Ses origines appartiennent au médecin Pierre Richer de Belleval, qui a créé un « jardin royal » ici à la fin du XVIe siècle pour enseigner les plantes aux futurs médecins et apothicaires, dédiant sa vie et sa fortune au projet — le reconstruisant même de sa propre poche après sa destruction lors du siège de Montpellier en 1622. Sous l'Ancien Régime, le jardin a accueilli des naturalistes éminents comme Pierre Magnol, et c'est dans sa célèbre École systématique que l'une des premières classifications des plantes basées sur la famille a été développée et la méthode linnéenne introduite en France. Après avoir failli disparaître à la fin du XVIIIe siècle, il a connu une seconde jeunesse à partir de 1800 sous des figures telles qu'Augustin-Pyramus de Candolle, gagnant une belle orangerie et s'étendant à quelque 4,5 hectares. Ouvert au public en 1841, son charme romantique a attiré des poètes comme Paul Valéry et André Gide, qui venaient méditer à côté du cénotaphe de Narcissa.
Parcourir ses allées aujourd'hui, c'est se mouvoir à travers une histoire vivante. Il y a la Montagne de Richer, une butte en terrasses plantée d'arbustes méditerranéens et l'œuvre du fondateur lui-même, à ses pieds se dresse un monument à l'illustre Rabelais. Il y a la noria méridionale, un ancien puits vêtu de plantes succulentes robustes, dominant le discret et mystérieux « tombeau de Narcissa », lié à la légende du poète anglais Edward Young.
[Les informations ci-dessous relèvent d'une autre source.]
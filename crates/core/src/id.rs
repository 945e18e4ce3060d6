// SPDX-License-Identifier: BUSL-1.1
// Copyright (c) 2026 Alfred Jean LLC

//! Newtype identifiers and stamp generators.

use std::borrow::Borrow;
use std::fmt;
use std::sync::atomic::{AtomicI64, Ordering};

/// Shared behavior for the newtype id wrappers below.
pub trait ShortId {
    fn short(&self) -> &str;
}

macro_rules! define_id {
    ($name:ident) => {
        #[derive(Debug, Clone, PartialEq, Eq, PartialOrd, Ord, Hash, serde::Serialize, serde::Deserialize)]
        #[serde(transparent)]
        pub struct $name(String);

        impl $name {
            pub fn new(value: impl Into<String>) -> Self {
                Self(value.into())
            }

            pub fn as_str(&self) -> &str {
                &self.0
            }
        }

        impl ShortId for $name {
            fn short(&self) -> &str {
                let s = &self.0;
                if s.len() <= 8 {
                    s
                } else {
                    &s[..8]
                }
            }
        }

        impl fmt::Display for $name {
            fn fmt(&self, f: &mut fmt::Formatter<'_>) -> fmt::Result {
                write!(f, "{}", self.0)
            }
        }

        impl From<String> for $name {
            fn from(value: String) -> Self {
                Self(value)
            }
        }

        impl From<&str> for $name {
            fn from(value: &str) -> Self {
                Self(value.to_string())
            }
        }

        impl PartialEq<str> for $name {
            fn eq(&self, other: &str) -> bool {
                self.0 == other
            }
        }

        impl PartialEq<&str> for $name {
            fn eq(&self, other: &&str) -> bool {
                self.0 == *other
            }
        }

        impl Borrow<str> for $name {
            fn borrow(&self) -> &str {
                &self.0
            }
        }
    };
}

define_id!(ModelDigest);
define_id!(RunStamp);

/// Server-assigned millisecond wall-clock value, unique per service instance.
/// The lexical/numeric ordering of `SubmitStamp` is the queue's FIFO key.
#[derive(Debug, Clone, Copy, PartialEq, Eq, PartialOrd, Ord, Hash, serde::Serialize, serde::Deserialize)]
#[serde(transparent)]
pub struct SubmitStamp(pub i64);

impl SubmitStamp {
    pub fn new(millis: i64) -> Self {
        Self(millis)
    }

    /// Fixed-width decimal rendering so lexical and numeric order agree in filenames.
    pub fn as_fixed_width(&self) -> String {
        format!("{:016}", self.0)
    }
}

impl fmt::Display for SubmitStamp {
    fn fmt(&self, f: &mut fmt::Formatter<'_>) -> fmt::Result {
        write!(f, "{}", self.0)
    }
}

/// Produces `SubmitStamp` values. Production uses wall-clock millis;
/// tests use a deterministic monotonic counter so ordering assertions
/// don't depend on scheduling jitter.
pub trait StampGen: Send + Sync {
    fn next_stamp(&self) -> SubmitStamp;
}

pub struct WallClockStampGen;

impl StampGen for WallClockStampGen {
    fn next_stamp(&self) -> SubmitStamp {
        let millis = std::time::SystemTime::now()
            .duration_since(std::time::UNIX_EPOCH)
            .unwrap_or_default()
            .as_millis() as i64;
        SubmitStamp(millis)
    }
}

/// Deterministic, strictly increasing stamp source for tests.
pub struct SequentialStampGen {
    next: AtomicI64,
}

impl SequentialStampGen {
    pub fn new(start: i64) -> Self {
        Self {
            next: AtomicI64::new(start),
        }
    }
}

impl Default for SequentialStampGen {
    fn default() -> Self {
        Self::new(1)
    }
}

impl StampGen for SequentialStampGen {
    fn next_stamp(&self) -> SubmitStamp {
        SubmitStamp(self.next.fetch_add(1, Ordering::SeqCst))
    }
}

#[cfg(test)]
#[path = "id_tests.rs"]
mod tests;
Le jardin anglais offre de vastes pelouses, de grands arbres et un bassin de lotus à côté de la rotonde d'un ancien observatoire astronomique ; la serre des Martins rassemble des cactus, des agaves et des aloès des régions arides du monde ; et au cœur du jardin, les lignes purement républicaines de l'Orangerie — achevée en 1806 par Claude-Mathieu de la Gardette — abritent les agrumes et les cycas pendant les mois froids. Près de l'entrée s'élève le monument à Rabelais, un hommage aux plaisirs de la vie inauguré en 1921 au milieu des grandes célébrations du septième centenaire de la Faculté de Médecine.
Dressé au coin du boulevard Henri IV et de la rue Auguste-Broussonnet, levant son feuillage gracieusement vers le ciel, le Jardin des Plantes reste un témoignage vivant d'une université enracinée au cœur de sa ville — ce qu'Urbain V appelait autrefois « un jardin souriant de la science », et toujours l'une des grandes capitales de la botanique mondiale, en plein centre de Montpellier.